Nothing outside the stretch is wanted. Repeat exactly the lines of the listing below from the one that contains "pub fn new()" through the one that contains "self.entries.push((key, value));", both ends included.
---------- INFORMATION SHOWN
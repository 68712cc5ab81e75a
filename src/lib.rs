//! # Fetch Exchange Rate
//!
//! Looks up the NBP (Narodowy Bank Polski) USD/PLN mid rate published before
//! an invoice date and records it in the invoice's TOML data file.
//!
//! ## Architecture
//!
//! - `config`: Application settings loaded from file and environment
//! - `error`: Error taxonomy for rate lookups and invoice rewrites
//! - `exchange`: NBP REST client, wire types and the `RateSource` seam
//! - `resolver`: Walks back day by day until a published rate is found
//! - `invoice`: Reads `invoice_date` and rewrites the exchange fields in place
//! - `app`: Query and update flows used by the CLI
//! - `utils`: Shared utilities and decimal formatting

pub mod app;
pub mod config;
pub mod error;
pub mod exchange;
pub mod invoice;
pub mod resolver;
pub mod utils;

pub use crate::config::AppConfig;
pub use crate::exchange::RateQuote;
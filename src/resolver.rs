//! Rate resolution by walking back over non-business days.
//!
//! NBP publishes table A only on business days. Starting from a candidate
//! date, the resolver asks the source for that day and steps one calendar day
//! back on every "not published" answer, up to a fixed number of attempts.

use chrono::{Days, NaiveDate};
use tracing::{debug, info, instrument};

use crate::error::{FetchError, FetchResult};
use crate::exchange::{RateQuote, RateSource};
use crate::utils::format_rate;

/// Default number of consecutive days tried before giving up.
///
/// Long enough to span Easter and the Christmas/New Year break.
pub const DEFAULT_MAX_ATTEMPTS: u32 = 10;

/// Finds the most recent published rate on or before a date.
pub struct RateResolver<S> {
    source: S,
    max_attempts: u32,
}

impl<S: RateSource> RateResolver<S> {
    pub fn new(source: S, max_attempts: u32) -> Self {
        Self {
            source,
            max_attempts,
        }
    }

    pub fn source(&self) -> &S {
        &self.source
    }

    /// Resolve the rate starting at `start` and walking back one day per miss.
    ///
    /// Errors from the source abort immediately; only "not published" is
    /// retried.
    #[instrument(skip(self))]
    pub async fn resolve(&self, start: NaiveDate) -> FetchResult<RateQuote> {
        let mut current = Some(start);

        for _ in 0..self.max_attempts {
            let Some(date) = current else {
                break;
            };

            info!("Trying to fetch exchange rate for {}...", date);

            if let Some(quote) = self.source.fetch_rate(date).await? {
                info!(
                    "Found exchange rate: {} PLN for {}",
                    format_rate(quote.rate),
                    quote.effective_date
                );
                return Ok(quote);
            }

            debug!("No rate for {}, trying previous day", date);
            current = date.checked_sub_days(Days::new(1));
        }

        Err(FetchError::ExhaustedAttempts {
            start,
            attempts: self.max_attempts,
        })
    }

    /// Resolve the most recent rate published strictly before `date`.
    pub async fn resolve_before(&self, date: NaiveDate) -> FetchResult<RateQuote> {
        let start = date
            .checked_sub_days(Days::new(1))
            .ok_or(FetchError::DateOutOfRange { date })?;

        self.resolve(start).await
    }
}
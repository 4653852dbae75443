//! Configuration space types with embedded sweep markers.

use std::fmt;

use serde::de::{self, Deserializer, MapAccess, Visitor};
use serde::ser::{SerializeMap, Serializer};
use serde::{Deserialize, Serialize};
use serde_json::Value;
use sweeplab_core::{ErrorInfo, LabError};

/// Ordered candidate values declared for a single configuration key.
///
/// A sweep may be constructed empty; [`crate::expand`] rejects empty sweeps
/// instead of silently discarding the whole space.
#[derive(Debug, Clone, PartialEq)]
pub struct SweepSpec {
    items: Vec<Value>,
}

impl SweepSpec {
    /// Creates a sweep over the provided candidate values.
    pub fn new(items: Vec<Value>) -> Self {
        Self { items }
    }

    /// Returns the declared candidate values in order.
    pub fn items(&self) -> &[Value] {
        &self.items
    }

    /// Returns the number of candidate values.
    pub fn len(&self) -> usize {
        self.items.len()
    }

    /// Returns true when the sweep declares no candidate values.
    pub fn is_empty(&self) -> bool {
        self.items.is_empty()
    }
}

/// A single configuration value: fixed, or swept over candidates.
///
/// On the wire a sweep is a mapping with the single key `sweep` holding a
/// sequence; every other value is fixed. A fixed mapping that happens to use
/// that exact shape cannot be expressed: the marker key is reserved.
#[derive(Debug, Clone, PartialEq)]
pub enum ConfigValue {
    /// A concrete scalar or structured value.
    Fixed(Value),
    /// A sweep marker expanded into one concrete config per item.
    Sweep(SweepSpec),
}

/// Insertion ordered configuration mapping declared by the experimenter.
///
/// Key order is preserved from the source document; it fixes the emission
/// order of [`crate::expand`].
#[derive(Debug, Clone, PartialEq, Default)]
pub struct ConfigSpace {
    entries: Vec<(String, ConfigValue)>,
}

impl ConfigSpace {
    /// Creates an empty configuration space.
    pub fn new() -> Self {
        Self::default()
    }

    /// Appends an entry, rejecting duplicate keys.
    pub fn insert(&mut self, key: impl Into<String>, value: ConfigValue) -> Result<(), LabError> {
        let key = key.into();
        if self.entries.iter().any(|(existing, _)| existing == &key) {
            return Err(LabError::Config(
                ErrorInfo::new("config-duplicate-key", "configuration key declared twice")
                    .with_context("key", key),
            ));
        }
        self.entries.push((key, value));
        Ok(())
    }

    /// Returns the entries in declaration order.
    pub fn entries(&self) -> &[(String, ConfigValue)] {
        &self.entries
    }

    /// Returns the value declared for `key`, if any.
    pub fn get(&self, key: &str) -> Option<&ConfigValue> {
        self.entries
            .iter()
            .find(|(existing, _)| existing == key)
            .map(|(_, value)| value)
    }

    /// Returns the number of declared keys.
    pub fn len(&self) -> usize {
        self.entries.len()
    }

    /// Returns true when no keys are declared.
    pub fn is_empty(&self) -> bool {
        self.entries.is_empty()
    }

    /// Parses a configuration space from YAML text, preserving key order.
    pub fn from_yaml_str(text: &str) -> Result<Self, LabError> {
        serde_yaml::from_str(text)
            .map_err(|err| LabError::Serde(ErrorInfo::new("yaml-deserialize", err.to_string())))
    }
}

impl Serialize for ConfigValue {
    fn serialize<S: Serializer>(&self, serializer: S) -> Result<S::Ok, S::Error> {
        match self {
            ConfigValue::Fixed(value) => value.serialize(serializer),
            ConfigValue::Sweep(spec) => {
                let mut map = serializer.serialize_map(Some(1))?;
                map.serialize_entry("sweep", spec.items())?;
                map.end()
            }
        }
    }
}

impl<'de> Deserialize<'de> for ConfigValue {
    fn deserialize<D: Deserializer<'de>>(deserializer: D) -> Result<Self, D::Error> {
        let raw = Value::deserialize(deserializer)?;
        interpret(raw).map_err(de::Error::custom)
    }
}

fn interpret(raw: Value) -> Result<ConfigValue, LabError> {
    let items = match sweep_items(&raw) {
        Some(items) => items.clone(),
        None => return Ok(ConfigValue::Fixed(raw)),
    };
    if let Some(nested) = items.iter().find(|item| sweep_items(item).is_some()) {
        return Err(LabError::Config(
            ErrorInfo::new("config-nested-sweep", "sweep items must be concrete values")
                .with_context("item", nested.to_string()),
        ));
    }
    Ok(ConfigValue::Sweep(SweepSpec::new(items)))
}

fn sweep_items(value: &Value) -> Option<&Vec<Value>> {
    let obj = value.as_object()?;
    if obj.len() != 1 {
        return None;
    }
    obj.get("sweep")?.as_array()
}

impl Serialize for ConfigSpace {
    fn serialize<S: Serializer>(&self, serializer: S) -> Result<S::Ok, S::Error> {
        let mut map = serializer.serialize_map(Some(self.entries.len()))?;
        for (key, value) in &self.entries {
            map.serialize_entry(key, value)?;
        }
        map.end()
    }
}

impl<'de> Deserialize<'de> for ConfigSpace {
    fn deserialize<D: Deserializer<'de>>(deserializer: D) -> Result<Self, D::Error> {
        struct SpaceVisitor;

        impl<'de> Visitor<'de> for SpaceVisitor {
            type Value = ConfigSpace;

            fn expecting(&self, f: &mut fmt::Formatter<'_>) -> fmt::Result {
                f.write_str("a mapping of configuration keys to values or sweep markers")
            }

            fn visit_map<A: MapAccess<'de>>(self, mut access: A) -> Result<ConfigSpace, A::Error> {
                let mut space = ConfigSpace::new();
                while let Some((key, value)) = access.next_entry::<String, ConfigValue>()? {
                    space.insert(key, value).map_err(de::Error::custom)?;
                }
                Ok(space)
            }
        }

        deserializer.deserialize_map(SpaceVisitor)
    }
}
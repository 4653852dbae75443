//! Tabular aggregation exports over loaded result collections.

use std::path::Path;

use sweeplab_artifacts::{Artifact, MetricValue, RunResult};
use sweeplab_core::{ErrorInfo, LabError};

/// Flattens the scalar metrics of every result into one CSV table.
///
/// Rows are `(result, artifact, metric, value)`; vector metrics emit one row
/// per component. Artifacts other than scalar metrics are skipped.
pub fn export_metrics_csv(results: &[RunResult], out_path: &Path) -> Result<(), LabError> {
    let mut wtr = csv::Writer::from_path(out_path).map_err(|err| {
        LabError::Store(
            ErrorInfo::new("export-open", err.to_string())
                .with_context("path", out_path.display().to_string()),
        )
    })?;
    wtr.write_record(["result", "artifact", "metric", "value"])
        .map_err(wrap_csv)?;
    for result in results {
        for artifact in result.artifacts() {
            let Artifact::ScalarMetrics(scalars) = artifact else {
                continue;
            };
            for (metric, value) in &scalars.metrics {
                match value {
                    MetricValue::Scalar(v) => {
                        write_row(&mut wtr, result.name(), &scalars.name, metric, *v)?;
                    }
                    MetricValue::Vector(vs) => {
                        for v in vs {
                            write_row(&mut wtr, result.name(), &scalars.name, metric, *v)?;
                        }
                    }
                }
            }
        }
    }
    wtr.flush()
        .map_err(|err| wrap_csv(csv::Error::from(err)))
}

fn write_row<W: std::io::Write>(
    wtr: &mut csv::Writer<W>,
    result: &str,
    artifact: &str,
    metric: &str,
    value: f64,
) -> Result<(), LabError> {
    let rendered = value.to_string();
    wtr.write_record([result, artifact, metric, rendered.as_str()])
        .map_err(wrap_csv)
}

fn wrap_csv(err: csv::Error) -> LabError {
    LabError::Store(ErrorInfo::new("export-write", "CSV export failure").with_hint(err.to_string()))
}
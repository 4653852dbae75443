use std::collections::BTreeMap;
use std::fs;

use serde_json::json;
use sweeplab_artifacts::{Artifact, ArtifactRegistry, MetricValue, RunResult, ScalarMetrics};
use sweeplab_store::{ResultStore, LEGACY_FILE};
use tempfile::tempdir;

fn result(name: &str, acc: f64) -> RunResult {
    let mut metrics = BTreeMap::new();
    metrics.insert("acc".to_string(), MetricValue::Scalar(acc));
    RunResult::new(
        name,
        vec![Artifact::ScalarMetrics(ScalarMetrics::new("eval", metrics))],
        None,
    )
    .expect("result")
}

#[test]
fn corrupted_entries_are_reported_not_fatal() {
    let registry = ArtifactRegistry::with_builtins();
    let store = ResultStore::new(&registry);
    let base = tempdir().expect("base dir");

    store.save(&result("alpha", 0.9), base.path()).expect("save alpha");
    store.save(&result("beta", 0.8), base.path()).expect("save beta");

    let bad = base.path().join("gamma");
    fs::create_dir_all(&bad).expect("mkdir");
    fs::write(bad.join(LEGACY_FILE), b"\x00\x01garbage").expect("write garbage");

    let report = store.load_collection(base.path()).expect("collection");
    assert_eq!(report.results.len(), 2);
    assert_eq!(report.failures.len(), 1);
    assert!(report.failures[0].path.ends_with("gamma"));
    assert_eq!(report.failures[0].error.info().code, "bincode-deserialize");

    let mut names: Vec<&str> = report.results.iter().map(RunResult::name).collect();
    names.sort_unstable();
    assert_eq!(names, vec!["alpha", "beta"]);
}

#[test]
fn empty_subdirectories_are_reported_as_not_found() {
    let registry = ArtifactRegistry::with_builtins();
    let store = ResultStore::new(&registry);
    let base = tempdir().expect("base dir");

    store.save(&result("alpha", 0.9), base.path()).expect("save");
    fs::create_dir_all(base.path().join("empty")).expect("mkdir");

    let report = store.load_collection(base.path()).expect("collection");
    assert_eq!(report.results.len(), 1);
    assert_eq!(report.failures.len(), 1);
    assert_eq!(report.failures[0].error.info().code, "result-not-found");
}

#[test]
fn stray_files_in_the_base_directory_are_skipped() {
    let registry = ArtifactRegistry::with_builtins();
    let store = ResultStore::new(&registry);
    let base = tempdir().expect("base dir");

    store.save(&result("alpha", 0.9), base.path()).expect("save");
    fs::write(base.path().join("notes.txt"), "not a result").expect("write stray");

    let report = store.load_collection(base.path()).expect("collection");
    assert_eq!(report.results.len(), 1);
    assert!(report.failures.is_empty());
}

#[test]
fn unknown_tags_in_stored_payloads_surface_per_entry() {
    let registry = ArtifactRegistry::with_builtins();
    let store = ResultStore::new(&registry);
    let base = tempdir().expect("base dir");

    store.save(&result("alpha", 0.9), base.path()).expect("save");

    // Hand-write a payload carrying a tag nobody registered.
    let dir = base.path().join("custom");
    fs::create_dir_all(&dir).expect("mkdir");
    let payload = json!({
        "tag": "result",
        "name": "custom",
        "artifacts": [{"tag": "confusion_matrix", "name": "cm"}],
        "config": null,
    });
    let text = serde_yaml::to_string(&payload).expect("yaml");
    fs::write(dir.join("result.yaml"), text).expect("write yaml");

    let report = store.load_collection(base.path()).expect("collection");
    assert_eq!(report.results.len(), 1);
    assert_eq!(report.failures.len(), 1);
    assert_eq!(
        report.failures[0].error.info().code,
        "artifact-unknown-tag"
    );
}
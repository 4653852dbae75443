//! Configuration spaces with swept parameters and their Cartesian expansion.

mod expand;
mod hash;
mod space;

pub use expand::{expand, ConcreteConfig};
pub use hash::stable_hash_string;
pub use space::{ConfigSpace, ConfigValue, SweepSpec};
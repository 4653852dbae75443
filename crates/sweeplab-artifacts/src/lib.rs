//! Typed artifacts, the codec registry, and the run result bundle.

mod artifact;
mod registry;
mod result;

pub use artifact::{
    Artifact, GenericArtifact, HistorySource, MetricValue, ScalarMetrics, TrainingHistory,
    GENERIC_TAG, SCALAR_METRICS_TAG, TRAINING_HISTORY_TAG,
};
pub use registry::{ArtifactCodec, ArtifactRegistry, DecodeFn, EncodeFn};
pub use result::{ConfigSnapshot, RunResult, RESULT_TAG};
use std::collections::BTreeMap;

use serde_json::json;
use sweeplab_artifacts::{HistorySource, TrainingHistory};

#[test]
fn raw_curves_are_accepted() {
    let mut curves = BTreeMap::new();
    curves.insert("acc".to_string(), vec![0.1, 0.2]);
    let history =
        TrainingHistory::from_source("h", HistorySource::Curves(curves.clone())).expect("build");
    assert_eq!(history.name, "h");
    assert_eq!(history.metrics, curves);
}

#[test]
fn object_of_number_sequences_is_accepted() {
    let value = json!({"acc": [0.1, 0.2], "loss": [2.0, 1.5]});
    let history = TrainingHistory::from_source("h", HistorySource::Value(value)).expect("build");
    assert_eq!(history.metrics.get("acc"), Some(&vec![0.1, 0.2]));
    assert_eq!(history.metrics.get("loss"), Some(&vec![2.0, 1.5]));
}

#[test]
fn callback_snapshot_with_history_field_is_accepted() {
    let value = json!({
        "epochs": 2,
        "history": {"acc": [0.5, 0.6]},
    });
    let history = TrainingHistory::from_source("h", HistorySource::Value(value)).expect("build");
    assert_eq!(history.metrics.get("acc"), Some(&vec![0.5, 0.6]));
    assert_eq!(history.metrics.len(), 1);
}

#[test]
fn non_mapping_sources_fail_clearly() {
    let err = TrainingHistory::from_source("h", HistorySource::Value(json!([1, 2, 3])))
        .expect_err("sequence source must fail");
    assert_eq!(err.info().code, "history-source");
}

#[test]
fn non_numeric_curve_entries_fail_naming_the_metric() {
    let value = json!({"acc": [0.1, "oops"]});
    let err = TrainingHistory::from_source("h", HistorySource::Value(value))
        .expect_err("non numeric entry must fail");
    assert_eq!(err.info().code, "history-source");
    assert_eq!(err.info().context.get("metric").map(String::as_str), Some("acc"));
}

#[test]
fn scalar_curve_values_fail() {
    let value = json!({"acc": 0.9});
    let err = TrainingHistory::from_source("h", HistorySource::Value(value))
        .expect_err("scalar curve must fail");
    assert_eq!(err.info().code, "history-source");
}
--------------------
### COMPLETED TASK
    pub fn new() -> Self {
        Self::default()
    }

    /// Appends an entry, rejecting duplicate keys.
    pub fn insert(&mut self, key: impl Into<String>, value: ConfigValue) -> Result<(), LabError> {
        let key = key.into();
        if self.entries.iter().any(|(existing, _)| existing == &key) {
            return Err(LabError::Config(
                ErrorInfo::new("config-duplicate-key", "configuration key declared twice")
                    .with_context("key", key),
            ));
        }
        self.entries.push((key, value));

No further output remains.